Monday, March 15, 2021

Monday Closing Livestock Market Update - Cattle Higher While Hogs Feed Technical Pressure

GENERAL COMMENTS:

It was a rewarding day for the cattle contracts, as both the live cattle and feeder cattle contracts were able to defend their stronger positions through closing. Meanwhile, the lean hog market has some decisions ahead of itself as the technical side of the market is encouraging lower trade, but the market's fundamentals are roaring higher again. Hog prices closed higher the National Direct Afternoon Hog Report, up $3.00 with a weighted average of $87.40 on 8,369 head and a five-day rolling average of $85.74. May corn was up 10.50 cents, closing at $5.4950. May soybeans were up 6 1/4 cents, closing at $14.195. The Dow closed up 174.82 points at 32,953.46 and the NASDAQ closed up 139.85 points at 13,459.71.

LIVE CATTLE:

It was a higher trading day for the live cattle contracts as the market rallied alongside the higher trending feeder cattle contracts. April live cattle closed $0.12 higher at $119.12, June live cattle closed $1.35 higher at $121.77 and August live cattle closed $1.05 higher at $120.82. The market will gladly take any support it can attract, but the support really needs to come late in the week to try to move the cash cattle market higher. It's still too early in the week for any cash cattle business to develop, so consequently the countryside was quiet with bids and asking prices still illusive. Monday's slaughter is estimated at 113,000 head, 8,000 head less than a week ago and 5,000 head less than a year ago.

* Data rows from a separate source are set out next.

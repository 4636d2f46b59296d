//! Global configuration loader.
//!
//! Reads `config.toml` from the data directory (`~/.cadence/` in production)
//! and deserializes it into [`GlobalConfig`]. Falls back to defaults when the
//! file is missing or malformed, then applies environment overrides.

use std::path::{Path, PathBuf};

use cadence_types::config::GlobalConfig;

/// Environment variable naming the data directory.
pub const DATA_DIR_ENV: &str = "CADENCE_DATA_DIR";
pub const SUBSTRATE_ADDRESS_ENV: &str = "CADENCE_SUBSTRATE_ADDRESS";
pub const NAMESPACE_ENV: &str = "CADENCE_NAMESPACE";
pub const TASK_QUEUE_ENV: &str = "CADENCE_TASK_QUEUE";

/// Load global configuration from `{data_dir}/config.toml`.
///
/// - Missing file: defaults.
/// - Unreadable or unparsable file: logs a warning, defaults.
///
/// Environment overrides are applied in every case.
pub async fn load_global_config(data_dir: &Path) -> GlobalConfig {
    let mut config = read_config_file(data_dir).await;
    apply_env_overrides(&mut config, |key| std::env::var(key).ok());
    config
}

async fn read_config_file(data_dir: &Path) -> GlobalConfig {
    let config_path = data_dir.join("config.toml");

    let content = match tokio::fs::read_to_string(&config_path).await {
        Ok(content) => content,
        Err(err) if err.kind() == std::io::ErrorKind::NotFound => {
            tracing::debug!("No config.toml found at {}, using defaults", config_path.display());
            return GlobalConfig::default();
        }
        Err(err) => {
            tracing::warn!("Failed to read {}: {err}, using defaults", config_path.display());
            return GlobalConfig::default();
        }
    };

    match toml::from_str::<GlobalConfig>(&content) {
        Ok(config) => config,
        Err(err) => {
            tracing::warn!(
                "Failed to parse {}: {err}, using defaults",
                config_path.display()
            );
            GlobalConfig::default()
        }
    }
}

/// Override substrate settings from the environment.
///
/// `lookup` is `std::env::var` in production; tests pass a closure.
pub fn apply_env_overrides(config: &mut GlobalConfig, lookup: impl Fn(&str) -> Option<String>) {
    let non_empty = |key: &str| lookup(key).filter(|v| !v.trim().is_empty());

    if let Some(address) = non_empty(SUBSTRATE_ADDRESS_ENV) {
        config.substrate.address = address;
    }
    if let Some(namespace) = non_empty(NAMESPACE_ENV) {
        config.substrate.namespace = namespace;
    }
    if let Some(task_queue) = non_empty(TASK_QUEUE_ENV) {
        config.substrate.task_queue = task_queue;
    }
}

/// Resolve the data directory.
///
/// Priority:
/// 1. `CADENCE_DATA_DIR` environment variable
/// 2. `~/.cadence`
/// 3. `.cadence` in the working directory
pub fn resolve_data_dir() -> PathBuf {
    if let Ok(dir) = std::env::var(DATA_DIR_ENV) {
        return PathBuf::from(dir);
    }

    if let Some(home) = dirs::home_dir() {
        return home.join(".cadence");
    }

    PathBuf::from(".cadence")
}
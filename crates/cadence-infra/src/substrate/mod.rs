//! Substrate implementations.
//!
//! - [`local::LocalSubstrate`] hosts engine instances in this process, backed
//!   by a workflow journal.
//! - [`remote::RemoteSubstrateClient`] talks to a `cadence worker` over HTTP.

pub mod local;
pub mod remote;

pub use local::{LocalContext, LocalSubstrate, LocalSubstrateConfig};
pub use remote::RemoteSubstrateClient;
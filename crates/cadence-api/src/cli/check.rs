//! `cadence check`: report whether the configured substrate answers.

use std::path::Path;

use anyhow::Result;
use comfy_table::{ContentArrangement, Table, presets::UTF8_FULL};
use console::style;
use serde::Serialize;

use cadence_core::substrate::{ConnectionManager, ConnectionState, ConnectionStatus};
use cadence_infra::substrate::RemoteSubstrateClient;
use cadence_types::config::{GlobalConfig, SubstrateMode};

use crate::state::open_embedded_substrate;

#[derive(Debug, Serialize)]
pub struct CheckReport {
    pub mode: SubstrateMode,
    pub address: String,
    pub namespace: String,
    pub task_queue: String,
    pub state: ConnectionState,
    #[serde(skip_serializing_if = "Option::is_none")]
    pub detail: Option<String>,
}

impl CheckReport {
    fn new(config: &GlobalConfig, address: String, status: ConnectionStatus) -> Self {
        Self {
            mode: config.substrate.mode,
            address,
            namespace: config.substrate.namespace.clone(),
            task_queue: config.substrate.task_queue.clone(),
            state: status.state,
            detail: status.detail,
        }
    }

    pub fn healthy(&self) -> bool {
        self.state == ConnectionState::Connected
    }
}

/// Probe the substrate once. Embedded mode opens (and recovers) the local
/// journal; remote mode pings the worker.
pub async fn run_check(config: &GlobalConfig, data_dir: &Path) -> Result<CheckReport> {
    let connection = ConnectionManager::new();

    let report = match config.substrate.mode {
        SubstrateMode::Embedded => {
            let substrate = open_embedded_substrate(config, data_dir).await?;
            connection.connect(&substrate).await;
            substrate.shutdown().await;
            CheckReport::new(config, data_dir.display().to_string(), connection.status())
        }
        SubstrateMode::Remote => {
            let client = RemoteSubstrateClient::from_config(&config.substrate)?;
            connection.connect(&client).await;
            CheckReport::new(config, client.base_url().to_string(), connection.status())
        }
    };
    Ok(report)
}

pub fn render_table(report: &CheckReport) -> Table {
    let mut table = Table::new();
    table
        .load_preset(UTF8_FULL)
        .set_content_arrangement(ContentArrangement::Dynamic)
        .set_header(vec!["Setting", "Value"]);

    let mode = match report.mode {
        SubstrateMode::Embedded => "embedded",
        SubstrateMode::Remote => "remote",
    };
    table.add_row(vec!["mode", mode]);
    table.add_row(vec!["address", report.address.as_str()]);
    table.add_row(vec!["namespace", report.namespace.as_str()]);
    table.add_row(vec!["task queue", report.task_queue.as_str()]);
    table.add_row(vec!["state".to_string(), report.state.to_string()]);
    if let Some(detail) = &report.detail {
        table.add_row(vec!["detail", detail.as_str()]);
    }
    table
}

/// Print the report. Returns whether the substrate is reachable.
pub async fn check(config: &GlobalConfig, data_dir: &Path, json: bool) -> Result<bool> {
    let report = run_check(config, data_dir).await?;

    if json {
        println!("{}", serde_json::to_string_pretty(&report)?);
        return Ok(report.healthy());
    }

    println!();
    let mark = if report.healthy() {
        style("✓").green()
    } else {
        style("✗").red()
    };
    println!("  {} Substrate {}", mark, style(report.state).bold());
    println!();
    println!("{}", render_table(&report));
    println!();

    Ok(report.healthy())
}

#[cfg(test)]
mod tests {
    use tempfile::TempDir;

    use super::*;

    #[tokio::test]
    async fn embedded_check_connects() {
        let dir = TempDir::new().unwrap();
        let mut config = GlobalConfig::default();
        config.substrate.mode = SubstrateMode::Embedded;

        let report = run_check(&config, dir.path()).await.unwrap();
        assert!(report.healthy());
        assert!(report.detail.is_none());
    }

    #[tokio::test]
    async fn unreachable_worker_reports_disconnected() {
        let listener = tokio::net::TcpListener::bind("127.0.0.1:0").await.unwrap();
        let addr = listener.local_addr().unwrap();
        drop(listener);

        let mut config = GlobalConfig::default();
        config.substrate.address = format!("http://{addr}");
        config.substrate.request_timeout_secs = 1;

        let dir = TempDir::new().unwrap();
        let report = run_check(&config, dir.path()).await.unwrap();
        assert!(!report.healthy());
        assert_eq!(report.state, ConnectionState::Disconnected);

        let rendered = render_table(&report).to_string();
        assert!(rendered.contains("disconnected"));
        assert!(rendered.contains("detail"));
    }
}
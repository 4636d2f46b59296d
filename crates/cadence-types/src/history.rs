//! Journal entries recorded by the substrate for each engine instance.
//!
//! The journal is append-only. Replaying it through the engine's transition
//! function reproduces the engine state exactly, which is how instances
//! survive a process restart.

use chrono::{DateTime, Utc};
use serde::{Deserialize, Serialize};

use crate::action::Action;
use crate::execution::{EngineInput, SendReceipt};

/// A single journaled fact about an engine instance.
#[derive(Debug, Clone, PartialEq, Eq, Serialize, Deserialize)]
#[serde(tag = "type", rename_all = "snake_case")]
pub enum HistoryEvent {
    /// The instance was created with this input.
    WorkflowStarted { input: EngineInput },
    /// A mutation signal was accepted into the instance's inbox.
    SignalReceived { seq: u64, actions: Vec<Action> },
    /// The engine consumed inbox signal `seq` and applied it.
    MutationApplied { seq: u64 },
    /// The send step at `cursor` was delivered.
    MessageSent { cursor: usize, receipt: SendReceipt },
    /// A wait step at `cursor`/`version` armed a timer due at `fire_at`.
    TimerStarted {
        cursor: usize,
        version: u64,
        fire_at: DateTime<Utc>,
    },
    /// The wait step at `cursor` ran to its deadline.
    TimerFired { cursor: usize },
    WorkflowCompleted,
    WorkflowFailed { error: String },
}

impl HistoryEvent {
    /// Short name used for logs and the SQLite `event_type` column.
    pub fn kind(&self) -> &'static str {
        match self {
            HistoryEvent::WorkflowStarted { .. } => "workflow_started",
            HistoryEvent::SignalReceived { .. } => "signal_received",
            HistoryEvent::MutationApplied { .. } => "mutation_applied",
            HistoryEvent::MessageSent { .. } => "message_sent",
            HistoryEvent::TimerStarted { .. } => "timer_started",
            HistoryEvent::TimerFired { .. } => "timer_fired",
            HistoryEvent::WorkflowCompleted => "workflow_completed",
            HistoryEvent::WorkflowFailed { .. } => "workflow_failed",
        }
    }

    /// Whether this event closes the journal.
    pub fn is_terminal(&self) -> bool {
        matches!(
            self,
            HistoryEvent::WorkflowCompleted | HistoryEvent::WorkflowFailed { .. }
        )
    }
}

/// A journal entry as stored.
#[derive(Debug, Clone, PartialEq, Eq, Serialize, Deserialize)]
pub struct HistoryRecord {
    pub workflow_id: String,
    /// Position in the workflow's journal, starting at 1.
    pub seq: u64,
    pub event: HistoryEvent,
    pub recorded_at: DateTime<Utc>,
}

#[cfg(test)]
mod tests {
    use super::*;

    #[test]
    fn events_are_tagged_by_type() {
        let json = serde_json::to_value(HistoryEvent::TimerFired { cursor: 2 }).unwrap();
        assert_eq!(json["type"], "timer_fired");
        assert_eq!(json["cursor"], 2);
        assert_eq!(HistoryEvent::TimerFired { cursor: 2 }.kind(), "timer_fired");
    }

    #[test]
    fn terminal_events() {
        assert!(HistoryEvent::WorkflowCompleted.is_terminal());
        assert!(
            HistoryEvent::WorkflowFailed {
                error: "boom".to_string()
            }
            .is_terminal()
        );
        assert!(!HistoryEvent::MutationApplied { seq: 1 }.is_terminal());
    }
}
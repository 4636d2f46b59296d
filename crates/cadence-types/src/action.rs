//! Action primitives: the individual steps of a cadence.
//!
//! An `Action` is pure data. The two kinds are a message send (subject/body)
//! and a timed wait (duration in seconds). Which fields exist is decided by
//! the kind, so a wait can never carry a subject and a send can never carry
//! a duration.
//!
//! Wire format (camelCase JSON):
//! ```json
//! { "id": "s1", "type": "SEND_MESSAGE", "subject": "Welcome", "body": "Hi" }
//! { "id": "s2", "type": "WAIT", "durationSeconds": 10 }
//! ```
//! `"SEND_EMAIL"` and `"seconds"` are accepted on input for older clients.
//! Wait durations may be fractional (`0.5`); negative and non-finite values
//! are rejected when the action is parsed.

use std::fmt;
use std::time::Duration;

use serde::{Deserialize, Serialize, Serializer};

/// Duration used for a wait step that does not specify one.
pub const DEFAULT_WAIT_SECONDS: u64 = 1;

/// Largest integer an `f64` represents exactly.
const MAX_EXACT_INTEGER: f64 = 9_007_199_254_740_992.0;

/// A wait length in seconds: finite and never negative.
#[derive(Debug, Clone, Copy, PartialEq, PartialOrd, Deserialize)]
#[serde(try_from = "f64")]
pub struct WaitSeconds(f64);

// NaN cannot be constructed, so equality is total.
impl Eq for WaitSeconds {}

#[derive(Debug, Clone, PartialEq, thiserror::Error)]
#[error("durationSeconds must be a finite number >= 0, got {0}")]
pub struct InvalidWaitSeconds(pub f64);

impl WaitSeconds {
    pub fn from_secs(secs: u64) -> Self {
        Self(secs as f64)
    }

    pub fn as_secs_f64(self) -> f64 {
        self.0
    }

    /// Values beyond what `Duration` holds saturate to `Duration::MAX`.
    pub fn to_duration(self) -> Duration {
        Duration::try_from_secs_f64(self.0).unwrap_or(Duration::MAX)
    }
}

impl TryFrom<f64> for WaitSeconds {
    type Error = InvalidWaitSeconds;

    fn try_from(secs: f64) -> Result<Self, Self::Error> {
        if secs.is_finite() && secs >= 0.0 {
            Ok(Self(secs))
        } else {
            Err(InvalidWaitSeconds(secs))
        }
    }
}

impl Serialize for WaitSeconds {
    /// Whole seconds go out as integers so existing clients see `10`, not `10.0`.
    fn serialize<S: Serializer>(&self, serializer: S) -> Result<S::Ok, S::Error> {
        if self.0.fract() == 0.0 && self.0 <= MAX_EXACT_INTEGER {
            serializer.serialize_u64(self.0 as u64)
        } else {
            serializer.serialize_f64(self.0)
        }
    }
}

impl fmt::Display for WaitSeconds {
    fn fmt(&self, f: &mut fmt::Formatter<'_>) -> fmt::Result {
        write!(f, "{}s", self.0)
    }
}

/// One step of a cadence.
#[derive(Debug, Clone, PartialEq, Eq, Serialize, Deserialize)]
pub struct Action {
    /// Opaque step identifier. Expected to be unique within a list, not enforced.
    pub id: String,
    /// What the step does.
    #[serde(flatten)]
    pub kind: ActionKind,
}

/// The kind of a cadence step and its kind-specific payload.
#[derive(Debug, Clone, PartialEq, Eq, Serialize, Deserialize)]
#[serde(tag = "type", rename_all = "SCREAMING_SNAKE_CASE")]
pub enum ActionKind {
    /// Deliver a message to the enrolled contact.
    #[serde(alias = "SEND_EMAIL")]
    SendMessage {
        #[serde(default, skip_serializing_if = "Option::is_none")]
        subject: Option<String>,
        #[serde(default, skip_serializing_if = "Option::is_none")]
        body: Option<String>,
    },
    /// Pause the cadence.
    Wait {
        #[serde(
            default,
            rename = "durationSeconds",
            alias = "seconds",
            skip_serializing_if = "Option::is_none"
        )]
        duration_seconds: Option<WaitSeconds>,
    },
}

impl Action {
    /// Build a send-message step.
    pub fn send(id: impl Into<String>, subject: impl Into<String>, body: impl Into<String>) -> Self {
        Self {
            id: id.into(),
            kind: ActionKind::SendMessage {
                subject: Some(subject.into()),
                body: Some(body.into()),
            },
        }
    }

    /// Build a wait step of `seconds`.
    pub fn wait(id: impl Into<String>, seconds: u64) -> Self {
        Self {
            id: id.into(),
            kind: ActionKind::Wait {
                duration_seconds: Some(WaitSeconds::from_secs(seconds)),
            },
        }
    }

    /// The effective wait duration, or `None` for send steps.
    ///
    /// Missing durations fall back to [`DEFAULT_WAIT_SECONDS`].
    pub fn wait_duration(&self) -> Option<Duration> {
        match self.kind {
            ActionKind::Wait { duration_seconds } => Some(
                duration_seconds
                    .map(WaitSeconds::to_duration)
                    .unwrap_or(Duration::from_secs(DEFAULT_WAIT_SECONDS)),
            ),
            ActionKind::SendMessage { .. } => None,
        }
    }

    /// Short label for logs ("send_message" / "wait").
    pub fn kind_label(&self) -> &'static str {
        match self.kind {
            ActionKind::SendMessage { .. } => "send_message",
            ActionKind::Wait { .. } => "wait",
        }
    }
}
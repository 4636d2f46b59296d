//! Cadence definition service.
//!
//! CRUD over stored definitions. Edits only affect enrollments created
//! afterwards: running engines hold their own copy of the step list.

use cadence_types::cadence::{Cadence, CreateCadenceRequest, UpdateCadenceRequest};
use cadence_types::error::{CadenceError, RepositoryError};

use crate::repository::cadence::CadenceRepository;

pub struct CadenceService<R: CadenceRepository> {
    repo: R,
}

impl<R: CadenceRepository> CadenceService<R> {
    pub fn new(repo: R) -> Self {
        Self { repo }
    }

    pub async fn create(&self, request: CreateCadenceRequest) -> Result<Cadence, CadenceError> {
        let name = validate_name(&request.name)?;
        let cadence = Cadence::new(name, request.steps);
        self.repo.create(&cadence).await.map_err(storage)?;

        tracing::info!(
            cadence_id = cadence.id.as_str(),
            steps = cadence.steps.len(),
            "cadence created"
        );
        Ok(cadence)
    }

    pub async fn list(&self) -> Result<Vec<Cadence>, CadenceError> {
        self.repo.list().await.map_err(storage)
    }

    pub async fn get(&self, id: &str) -> Result<Cadence, CadenceError> {
        self.repo
            .get(id)
            .await
            .map_err(storage)?
            .ok_or_else(|| CadenceError::NotFound(id.to_string()))
    }

    /// Replace each provided field wholesale; absent fields are kept.
    pub async fn update(
        &self,
        id: &str,
        request: UpdateCadenceRequest,
    ) -> Result<Cadence, CadenceError> {
        let mut cadence = self.get(id).await?;
        if let Some(name) = request.name {
            cadence.name = validate_name(&name)?;
        }
        if let Some(steps) = request.steps {
            cadence.steps = steps;
        }

        self.repo.update(&cadence).await.map_err(|e| match e {
            RepositoryError::NotFound => CadenceError::NotFound(id.to_string()),
            other => storage(other),
        })?;

        tracing::info!(cadence_id = id, steps = cadence.steps.len(), "cadence updated");
        Ok(cadence)
    }

    pub async fn delete(&self, id: &str) -> Result<(), CadenceError> {
        if !self.repo.delete(id).await.map_err(storage)? {
            return Err(CadenceError::NotFound(id.to_string()));
        }
        tracing::info!(cadence_id = id, "cadence deleted");
        Ok(())
    }
}

fn validate_name(name: &str) -> Result<String, CadenceError> {
    let name = name.trim();
    if name.is_empty() {
        return Err(CadenceError::Invalid("name cannot be empty".to_string()));
    }
    Ok(name.to_string())
}

fn storage(err: RepositoryError) -> CadenceError {
    CadenceError::StorageError(err.to_string())
}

Last week's negotiated cash cattle trade totaled 92,625 head. Of that 77% (71,192 head) are committed for delivery in the next two weeks, while the remaining 23% (21,433 head) are committed for delivery in the following 15 to 30 days.

Boxed beef prices closed lower: choice down $1.10 ($224.77) and select down $2.22 ($218.05) with a movement of 103 loads (55.37 loads of choice, 24.50 loads of select, 13.32 loads of trim and 9.72 loads of ground beef).

TUESDAY'S CASH CATTLE CALL: Steady to $1.00 higher. I hope that there aren't developments in the cash cattle market as early as Tuesday, but my hopes don't always become the market's fate. If feedlots can push trade out until the latter half, they stand a better chance at moving the market higher.

FEEDER CATTLE:

The feeder cattle contracts had a very successful day, rounding out Monday's trade fully higher even with nearby corn prices rallying as well. The feeder cattle complex has been pressured to trade lower from both a technical and fundamental stance as traders aren't seeing the short-term opportunity in the market, and feeder cattle buyers need the cash cattle market to show some promise before they can safely go and procure more feeders for their bunks. But thankfully, come Monday morning, the market shot higher as both the live cattle and feeder cattle contracts drew the attention of traders and rallied off one another's momentum. March feeders closed $0.67 higher at $137.02, April feeders closed $0.70 higher at $143.92 and May feeders closed $1.35 higher at $149.72. Once the cash cattle market can trade higher -- the feeder cattle market is itching to follow its lead. The CME Feeder Cattle Index for March 12: down $0.20, $133.93.

LEAN HOGS:

Watching the lean hog complex right now is like watching a good, suspenseful, have you on the edge of your seat, kind of movie! The type of movie that you crave to watch again, but physically don't watch too often because it pulls the energy right out of you. If you enjoy that type of thrill, look no further than the lean hog market itself. Last week the lean hog contracts ran to new life-of-the-contract highs and consequently traded lower through Monday's trade. It's easy to jump to conclusions and think that the market's rally is simply over, but when you take into account the market's fundamentals, it looks a little different. This afternoon pork cutouts climbed above $100.00 and the cash market jumped another $3.00! Pinpointing what the market is going to do next is challenging, but with the market's fundamentals as strong as they are the technical pressure may subside for a little while longer. April lean hogs closed $0.85 lower at $90.55, June lean hogs closed $0.07 lower at $98.92 and July lean hogs closed $0.12 higher at $99.60.

Pork cutouts total 295.60 with 260.21 loads of pork cuts and 35.40 loads of trim. Pork cutout values: up $4.14, $102.44. Monday's slaughter is estimated at 490,000 head, 1,000 head more than a week ago and 3,000 head less than a year ago. Saturday's hog slaughter was revised to 128,000 head moving the week's total to 2,578,000 head. The CME Lean Hog Index for March 11: up $0.75, $88.40.

TUESDAY'S CASH HOG CALL: Steady to somewhat higher. If pork cutouts are sharply higher and packers dive aggressively into Monday's cash hog market again, they very well could be aggressive in Tuesday's market again.